Personal disposable income increased $1.5 trillion (42.1%) while the savings rate rose to 25.7% from 7.3% in last year’s fourth quarter. People haven’t been dining out or traveling, so they are stockpiling cash. The more uncertainty caused by threats of second lockdowns, the less likely Americans will be to spend.

 

These transfer payments are fiscally unsustainable, and the second quarter offers a window on what an economy run by politicians looks like. More transfer payments will delay and slow the recovery by causing more workers to stay on the sidelines.

 

The Labor Department’s weekly unemployment claims report Thursday showed a small uptick in new and continuing claims, which was to be expected after some states shut down businesses again. But the continuing claims rate was highest in states like New York (16.3%) and California (15.5%) that have been slow to reopen; Nevada (22%) and Hawaii (21%) that rely on tourism; and Louisiana (16.6%) and Georgia (16%) that offer among the most generous unemployment benefits for low-wage workers. Arizona (7.9%), Florida (8.6%) and Texas (10.1%) haven’t experienced a spike in claims.

 

Hard to believe, but some on the left are stumping for a second nationwide lockdown to control the virus.

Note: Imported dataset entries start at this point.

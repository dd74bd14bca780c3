//! Browser canvas implementation of the drawing surface

use glam::Vec2;
use web_sys::CanvasRenderingContext2d;

use super::{Rgba, Surface, TextAlign};

/// Retro pixel font stack, falling back to any monospace
const FONT_FAMILY: &str = "'Press Start 2P', monospace";

/// A 2D canvas context plus its current pixel size
pub struct CanvasSurface {
    ctx: CanvasRenderingContext2d,
    size: Vec2,
}

impl CanvasSurface {
    pub fn new(ctx: CanvasRenderingContext2d, width: f32, height: f32) -> Self {
        Self { ctx, size: Vec2::new(width, height) }
    }

    /// Track a viewport resize
    pub fn set_size(&mut self, width: f32, height: f32) {
        self.size = Vec2::new(width, height);
    }

    fn css_color(color: Rgba) -> String {
        let r = (color.rgb >> 16) & 0xff;
        let g = (color.rgb >> 8) & 0xff;
        let b = color.rgb & 0xff;
        format!("rgba({r}, {g}, {b}, {})", color.alpha.clamp(0.0, 1.0))
    }
}

impl Surface for CanvasSurface {
    fn size(&self) -> Vec2 {
        self.size
    }

    fn clear(&mut self) {
        self.ctx.set_fill_style_str("#000");
        self.ctx
            .fill_rect(0.0, 0.0, self.size.x as f64, self.size.y as f64);
    }

    fn stroke_polygon(&mut self, points: &[Vec2], color: Rgba, line_width: f32) {
        if points.len() < 2 {
            return;
        }
        self.ctx.set_stroke_style_str(&Self::css_color(color));
        self.ctx.set_line_width(line_width as f64);
        self.ctx.begin_path();
        self.ctx.move_to(points[0].x as f64, points[0].y as f64);
        for point in &points[1..] {
            self.ctx.line_to(point.x as f64, point.y as f64);
        }
        self.ctx.close_path();
        self.ctx.stroke();
    }

    fn fill_circle(&mut self, center: Vec2, radius: f32, color: Rgba) {
        self.ctx.set_fill_style_str(&Self::css_color(color));
        self.ctx.begin_path();
        let _ = self.ctx.arc(
            center.x as f64,
            center.y as f64,
            radius.max(0.0) as f64,
            0.0,
            std::f64::consts::TAU,
        );
        self.ctx.fill();
    }

    fn draw_text(&mut self, text: &str, pos: Vec2, size_px: f32, color: Rgba, align: TextAlign) {
        self.ctx.set_fill_style_str(&Self::css_color(color));
        self.ctx.set_font(&format!("{size_px}px {FONT_FAMILY}"));
        self.ctx.set_text_align(match align {
            TextAlign::Left => "left",
            TextAlign::Center => "center",
            TextAlign::Right => "right",
        });
        let _ = self.ctx.fill_text(text, pos.x as f64, pos.y as f64);
    }
}
//! Asteroid field population
//!
//! Initial placement, score-scaled waves, the split rule, and procedural
//! outline generation. All randomness comes from the caller's seeded RNG so
//! placement is reproducible and testable.

use glam::Vec2;
use rand::Rng;
use rand_pcg::Pcg32;

use super::state::Asteroid;
use crate::consts::*;
use crate::heading_vec;

/// Generate a jagged outline: 7-10 vertices evenly spaced in angle, each
/// perturbed radially by a uniform factor in [0.8, 1.2) of the base size.
pub fn asteroid_outline(rng: &mut Pcg32, size: f32) -> Vec<Vec2> {
    let vertex_count = rng.random_range(7..=10usize);
    let mut outline = Vec::with_capacity(vertex_count);
    for i in 0..vertex_count {
        let angle = i as f32 * std::f32::consts::TAU / vertex_count as f32;
        let distance = size * rng.random_range(0.8..1.2);
        outline.push(heading_vec(angle) * distance);
    }
    outline
}

/// Build an asteroid at a known position with random motion and outline
fn new_asteroid(rng: &mut Pcg32, pos: Vec2, size: f32, id: u32) -> Asteroid {
    Asteroid {
        id,
        pos,
        size,
        heading: rng.random_range(0.0..std::f32::consts::TAU),
        speed: rng.random_range(ASTEROID_SPEED_MIN..ASTEROID_SPEED_MAX),
        rotation: 0.0,
        rotation_speed: rng.random_range(-ASTEROID_ROT_SPEED_MAX..ASTEROID_ROT_SPEED_MAX),
        outline: asteroid_outline(rng, size),
    }
}

/// Spawn a fresh asteroid with a random size, placed by rejection sampling
/// so it lands at least [`SPAWN_CLEARANCE`] away from `avoid` (the ship).
///
/// The sampling loop is capped so degenerate viewports (smaller than the
/// clearance disc) still terminate; the last candidate is used as fallback.
pub fn spawn_asteroid(rng: &mut Pcg32, bounds: Vec2, avoid: Option<Vec2>, id: u32) -> Asteroid {
    let size = rng.random_range(ASTEROID_SIZE_MIN..ASTEROID_SIZE_MAX);
    let mut pos = Vec2::new(
        rng.random_range(0.0..bounds.x.max(1.0)),
        rng.random_range(0.0..bounds.y.max(1.0)),
    );
    if let Some(avoid) = avoid {
        let mut attempts = 0;
        while pos.distance(avoid) < SPAWN_CLEARANCE && attempts < SPAWN_MAX_ATTEMPTS {
            pos = Vec2::new(
                rng.random_range(0.0..bounds.x.max(1.0)),
                rng.random_range(0.0..bounds.y.max(1.0)),
            );
            attempts += 1;
        }
        if attempts == SPAWN_MAX_ATTEMPTS {
            log::warn!("asteroid placement clearance not met after {attempts} attempts");
        }
    }
    new_asteroid(rng, pos, size, id)
}

/// Split rule: exactly two children at half the parent's size, at the
/// parent's last position, with independent random headings/speeds/spins.
/// No clearance check; the children separate on their own.
pub fn split_asteroid(parent: &Asteroid, rng: &mut Pcg32, ids: [u32; 2]) -> [Asteroid; 2] {
    let half = parent.size / 2.0;
    [
        new_asteroid(rng, parent.pos, half, ids[0]),
        new_asteroid(rng, parent.pos, half, ids[1]),
    ]
}

/// Wave size for a depleted field: grows with score, capped at
/// [`WAVE_MAX_COUNT`] concurrent asteroids.
pub fn wave_count(score: u64) -> usize {
    WAVE_MAX_COUNT.min((score / WAVE_SCORE_STEP) as usize + WAVE_BASE_COUNT)
}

Shut the U.S. down again until October when the scourge will be gone for good. Do they want another 33% decline in GDP and 40 million more unemployed?

 

Without a vaccine, the virus was always likely to spread through most of the country, as the Centers for Disease Control and Prevention predicted in March. The lockdown-as-miracle- cure is a fantasy, as the World Health Organization has now acknowledged. The economic and public-health harm is too great and the virus is too easily transmissible.

 

The public is smarter than the media and can adjust its behavior when flare-ups occur. Hospitalizations and cases in hot spots in the South and West are trending down. They’ve fallen by a third in Arizona from a peak two weeks ago and are down 8% in Texas. Deaths have increased, but the rate is far below those on the East Coast in the spring.

 

At least the worst economic news is over, or it should be without a second lockdown. Orders for motor vehicles and capital goods are rising, and housing is strong. The service economy will take longer to come back, but it will do so when the public feels confident enough to venture out. What no one needs is another catastrophe like the second-quarter lockdown.